_TASK ITEM_. Reproduce exactly the lines from the line containing "filename crates/inspector-protocols/src/types/mod.rs" through the end of the records below, including both ends, and nothing else.

_SUPPLIED RECORDS_.

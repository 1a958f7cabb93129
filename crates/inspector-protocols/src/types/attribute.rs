//! Element attributes.

use serde::{Deserialize, Serialize};

/// A single `name="value"` attribute, in host order.
#[derive(Debug, Clone, PartialEq, Eq, Serialize, Deserialize)]
pub struct Attribute {
    pub name: String,
    pub value: String,
}

impl Attribute {
    pub fn new(name: impl Into<String>, value: impl Into<String>) -> Self {
        Self {
            name: name.into(),
            value: value.into(),
        }
    }

    /// Whether this is a `data-*` attribute.
    pub fn is_data(&self) -> bool {
        self.name.starts_with("data-")
    }
}
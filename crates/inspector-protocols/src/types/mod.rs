//! Plain data types shared by every inspector crate.

mod attribute;
mod geometry;
mod style;
mod template;

pub use attribute::*;
pub use geometry::*;
pub use style::*;
pub use template::*;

_RESULT FOR THIS EXERCISE_.
filename crates/inspector-protocols/src/types/mod.rs
//! Plain data types shared by every inspector crate.

mod attribute;
mod geometry;
mod style;
mod template;

pub use attribute::*;
pub use geometry::*;
pub use style::*;
pub use template::*;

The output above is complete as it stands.